The full listing should be reproduced exactly as it appears.

== RECORDED DATA ==

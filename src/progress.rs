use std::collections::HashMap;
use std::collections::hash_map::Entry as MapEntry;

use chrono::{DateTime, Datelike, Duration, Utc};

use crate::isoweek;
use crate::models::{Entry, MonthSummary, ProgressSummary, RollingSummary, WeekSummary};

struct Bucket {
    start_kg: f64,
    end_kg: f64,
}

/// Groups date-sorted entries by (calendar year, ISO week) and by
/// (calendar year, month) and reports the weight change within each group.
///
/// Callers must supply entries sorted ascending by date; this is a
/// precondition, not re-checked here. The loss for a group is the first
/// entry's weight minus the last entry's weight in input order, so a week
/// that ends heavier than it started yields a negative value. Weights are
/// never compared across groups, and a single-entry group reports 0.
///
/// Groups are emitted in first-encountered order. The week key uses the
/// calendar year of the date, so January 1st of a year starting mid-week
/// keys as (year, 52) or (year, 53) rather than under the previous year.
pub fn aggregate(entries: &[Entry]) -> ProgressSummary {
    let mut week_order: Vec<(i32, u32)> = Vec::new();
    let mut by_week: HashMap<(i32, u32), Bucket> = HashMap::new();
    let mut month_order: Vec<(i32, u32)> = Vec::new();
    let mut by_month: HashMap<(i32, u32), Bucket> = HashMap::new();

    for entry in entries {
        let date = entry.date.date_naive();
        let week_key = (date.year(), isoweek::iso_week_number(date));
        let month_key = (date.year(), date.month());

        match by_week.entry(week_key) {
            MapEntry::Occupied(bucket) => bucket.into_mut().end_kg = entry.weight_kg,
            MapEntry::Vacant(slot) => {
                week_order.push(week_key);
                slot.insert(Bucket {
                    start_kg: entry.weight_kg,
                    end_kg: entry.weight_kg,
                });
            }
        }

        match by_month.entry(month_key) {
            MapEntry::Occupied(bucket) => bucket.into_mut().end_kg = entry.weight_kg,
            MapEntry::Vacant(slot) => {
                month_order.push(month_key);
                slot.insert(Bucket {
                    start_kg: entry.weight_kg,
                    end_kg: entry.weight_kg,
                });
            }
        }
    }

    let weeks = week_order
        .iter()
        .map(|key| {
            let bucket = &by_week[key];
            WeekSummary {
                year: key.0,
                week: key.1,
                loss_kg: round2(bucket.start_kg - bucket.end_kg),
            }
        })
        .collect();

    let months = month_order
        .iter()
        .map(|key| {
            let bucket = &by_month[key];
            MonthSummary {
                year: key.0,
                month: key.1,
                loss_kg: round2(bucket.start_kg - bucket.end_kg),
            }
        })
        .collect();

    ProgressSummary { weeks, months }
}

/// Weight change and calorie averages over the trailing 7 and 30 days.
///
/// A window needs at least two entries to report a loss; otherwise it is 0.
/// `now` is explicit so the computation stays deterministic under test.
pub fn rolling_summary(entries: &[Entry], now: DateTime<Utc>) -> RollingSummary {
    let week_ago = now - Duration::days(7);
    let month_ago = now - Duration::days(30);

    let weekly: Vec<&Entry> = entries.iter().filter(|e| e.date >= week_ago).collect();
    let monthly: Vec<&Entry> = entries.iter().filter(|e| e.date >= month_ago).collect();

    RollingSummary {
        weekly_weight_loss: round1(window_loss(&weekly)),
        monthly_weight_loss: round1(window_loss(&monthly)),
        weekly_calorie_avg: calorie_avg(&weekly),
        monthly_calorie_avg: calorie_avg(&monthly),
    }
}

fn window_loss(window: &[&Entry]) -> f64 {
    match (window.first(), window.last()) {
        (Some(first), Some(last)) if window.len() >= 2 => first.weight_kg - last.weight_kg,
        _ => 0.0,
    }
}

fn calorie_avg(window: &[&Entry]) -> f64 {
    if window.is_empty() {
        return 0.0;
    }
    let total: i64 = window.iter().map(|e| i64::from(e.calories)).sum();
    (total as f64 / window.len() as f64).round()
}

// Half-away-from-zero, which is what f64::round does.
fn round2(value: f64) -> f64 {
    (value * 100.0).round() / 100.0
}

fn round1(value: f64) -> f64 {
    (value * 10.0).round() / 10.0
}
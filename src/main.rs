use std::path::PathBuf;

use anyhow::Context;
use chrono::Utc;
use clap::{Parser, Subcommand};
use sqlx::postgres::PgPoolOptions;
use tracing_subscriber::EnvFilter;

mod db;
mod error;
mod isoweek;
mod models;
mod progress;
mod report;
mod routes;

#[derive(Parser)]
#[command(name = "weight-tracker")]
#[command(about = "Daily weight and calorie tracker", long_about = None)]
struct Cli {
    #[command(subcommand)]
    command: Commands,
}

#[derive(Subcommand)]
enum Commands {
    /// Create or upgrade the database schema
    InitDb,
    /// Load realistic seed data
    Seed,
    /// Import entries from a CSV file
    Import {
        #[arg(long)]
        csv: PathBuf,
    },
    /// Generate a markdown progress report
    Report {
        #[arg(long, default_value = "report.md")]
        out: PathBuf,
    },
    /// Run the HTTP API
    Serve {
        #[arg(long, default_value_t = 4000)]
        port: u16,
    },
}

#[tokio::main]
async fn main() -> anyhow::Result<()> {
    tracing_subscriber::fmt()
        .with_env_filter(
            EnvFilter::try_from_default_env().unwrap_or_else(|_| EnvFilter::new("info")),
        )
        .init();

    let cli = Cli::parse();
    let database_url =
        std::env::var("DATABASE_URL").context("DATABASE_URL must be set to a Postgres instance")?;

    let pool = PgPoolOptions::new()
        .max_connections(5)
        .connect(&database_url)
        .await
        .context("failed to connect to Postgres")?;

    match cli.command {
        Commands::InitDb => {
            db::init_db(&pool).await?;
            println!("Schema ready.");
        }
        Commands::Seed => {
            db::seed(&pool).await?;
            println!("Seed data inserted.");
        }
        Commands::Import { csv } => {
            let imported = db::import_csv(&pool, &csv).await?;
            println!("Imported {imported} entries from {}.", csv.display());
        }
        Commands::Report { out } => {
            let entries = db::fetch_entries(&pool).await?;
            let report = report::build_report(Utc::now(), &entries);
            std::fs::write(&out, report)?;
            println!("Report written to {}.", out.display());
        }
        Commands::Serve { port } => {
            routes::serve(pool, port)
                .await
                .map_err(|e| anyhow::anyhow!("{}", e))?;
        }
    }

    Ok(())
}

===

## [SOLUTION TO THIS EXERCISE]
filename src/progress.rs
use std::collections::HashMap;
use std::collections::hash_map::Entry as MapEntry;

use chrono::{DateTime, Datelike, Duration, Utc};

use crate::isoweek;
use crate::models::{Entry, MonthSummary, ProgressSummary, RollingSummary, WeekSummary};

struct Bucket {
    start_kg: f64,
    end_kg: f64,
}

/// Groups date-sorted entries by (calendar year, ISO week) and by
/// (calendar year, month) and reports the weight change within each group.
///
/// Callers must supply entries sorted ascending by date; this is a
/// precondition, not re-checked here. The loss for a group is the first
/// entry's weight minus the last entry's weight in input order, so a week
/// that ends heavier than it started yields a negative value. Weights are
/// never compared across groups, and a single-entry group reports 0.
///
/// Groups are emitted in first-encountered order. The week key uses the
/// calendar year of the date, so January 1st of a year starting mid-week
/// keys as (year, 52) or (year, 53) rather than under the previous year.
pub fn aggregate(entries: &[Entry]) -> ProgressSummary {
    let mut week_order: Vec<(i32, u32)> = Vec::new();
    let mut by_week: HashMap<(i32, u32), Bucket> = HashMap::new();
    let mut month_order: Vec<(i32, u32)> = Vec::new();
    let mut by_month: HashMap<(i32, u32), Bucket> = HashMap::new();

    for entry in entries {
        let date = entry.date.date_naive();
        let week_key = (date.year(), isoweek::iso_week_number(date));
        let month_key = (date.year(), date.month());

        match by_week.entry(week_key) {
            MapEntry::Occupied(bucket) => bucket.into_mut().end_kg = entry.weight_kg,
            MapEntry::Vacant(slot) => {
                week_order.push(week_key);
                slot.insert(Bucket {
                    start_kg: entry.weight_kg,
                    end_kg: entry.weight_kg,
                });
            }
        }

        match by_month.entry(month_key) {
            MapEntry::Occupied(bucket) => bucket.into_mut().end_kg = entry.weight_kg,
            MapEntry::Vacant(slot) => {
                month_order.push(month_key);
                slot.insert(Bucket {
                    start_kg: entry.weight_kg,
                    end_kg: entry.weight_kg,
                });
            }
        }
    }

    let weeks = week_order
        .iter()
        .map(|key| {
            let bucket = &by_week[key];
            WeekSummary {
                year: key.0,
                week: key.1,
                loss_kg: round2(bucket.start_kg - bucket.end_kg),
            }
        })
        .collect();

    let months = month_order
        .iter()
        .map(|key| {
            let bucket = &by_month[key];
            MonthSummary {
                year: key.0,
                month: key.1,
                loss_kg: round2(bucket.start_kg - bucket.end_kg),
            }
        })
        .collect();

    ProgressSummary { weeks, months }
}

/// Weight change and calorie averages over the trailing 7 and 30 days.
///
/// A window needs at least two entries to report a loss; otherwise it is 0.
/// `now` is explicit so the computation stays deterministic under test.
pub fn rolling_summary(entries: &[Entry], now: DateTime<Utc>) -> RollingSummary {
    let week_ago = now - Duration::days(7);
    let month_ago = now - Duration::days(30);

    let weekly: Vec<&Entry> = entries.iter().filter(|e| e.date >= week_ago).collect();
    let monthly: Vec<&Entry> = entries.iter().filter(|e| e.date >= month_ago).collect();

    RollingSummary {
        weekly_weight_loss: round1(window_loss(&weekly)),
        monthly_weight_loss: round1(window_loss(&monthly)),
        weekly_calorie_avg: calorie_avg(&weekly),
        monthly_calorie_avg: calorie_avg(&monthly),
    }
}

fn window_loss(window: &[&Entry]) -> f64 {
    match (window.first(), window.last()) {
        (Some(first), Some(last)) if window.len() >= 2 => first.weight_kg - last.weight_kg,
        _ => 0.0,
    }
}

fn calorie_avg(window: &[&Entry]) -> f64 {
    if window.is_empty() {
        return 0.0;
    }
    let total: i64 = window.iter().map(|e| i64::from(e.calories)).sum();
    (total as f64 / window.len() as f64).round()
}

// Half-away-from-zero, which is what f64::round does.
fn round2(value: f64) -> f64 {
    (value * 100.0).round() / 100.0
}

fn round1(value: f64) -> f64 {
    (value * 10.0).round() / 10.0
}
filename src/main.rs
use std::path::PathBuf;

use anyhow::Context;
use chrono::Utc;
use clap::{Parser, Subcommand};
use sqlx::postgres::PgPoolOptions;
use tracing_subscriber::EnvFilter;

mod db;
mod error;
mod isoweek;
mod models;
mod progress;
mod report;
mod routes;

#[derive(Parser)]
#[command(name = "weight-tracker")]
#[command(about = "Daily weight and calorie tracker", long_about = None)]
struct Cli {
    #[command(subcommand)]
    command: Commands,
}

#[derive(Subcommand)]
enum Commands {
    /// Create or upgrade the database schema
    InitDb,
    /// Load realistic seed data
    Seed,
    /// Import entries from a CSV file
    Import {
        #[arg(long)]
        csv: PathBuf,
    },
    /// Generate a markdown progress report
    Report {
        #[arg(long, default_value = "report.md")]
        out: PathBuf,
    },
    /// Run the HTTP API
    Serve {
        #[arg(long, default_value_t = 4000)]
        port: u16,
    },
}

#[tokio::main]
async fn main() -> anyhow::Result<()> {
    tracing_subscriber::fmt()
        .with_env_filter(
            EnvFilter::try_from_default_env().unwrap_or_else(|_| EnvFilter::new("info")),
        )
        .init();

    let cli = Cli::parse();
    let database_url =
        std::env::var("DATABASE_URL").context("DATABASE_URL must be set to a Postgres instance")?;

    let pool = PgPoolOptions::new()
        .max_connections(5)
        .connect(&database_url)
        .await
        .context("failed to connect to Postgres")?;

    match cli.command {
        Commands::InitDb => {
            db::init_db(&pool).await?;
            println!("Schema ready.");
        }
        Commands::Seed => {
            db::seed(&pool).await?;
            println!("Seed data inserted.");
        }
        Commands::Import { csv } => {
            let imported = db::import_csv(&pool, &csv).await?;
            println!("Imported {imported} entries from {}.", csv.display());
        }
        Commands::Report { out } => {
            let entries = db::fetch_entries(&pool).await?;
            let report = report::build_report(Utc::now(), &entries);
            std::fs::write(&out, report)?;
            println!("Report written to {}.", out.display());
        }
        Commands::Serve { port } => {
            routes::serve(pool, port)
                .await
                .map_err(|e| anyhow::anyhow!("{}", e))?;
        }
    }

    Ok(())
}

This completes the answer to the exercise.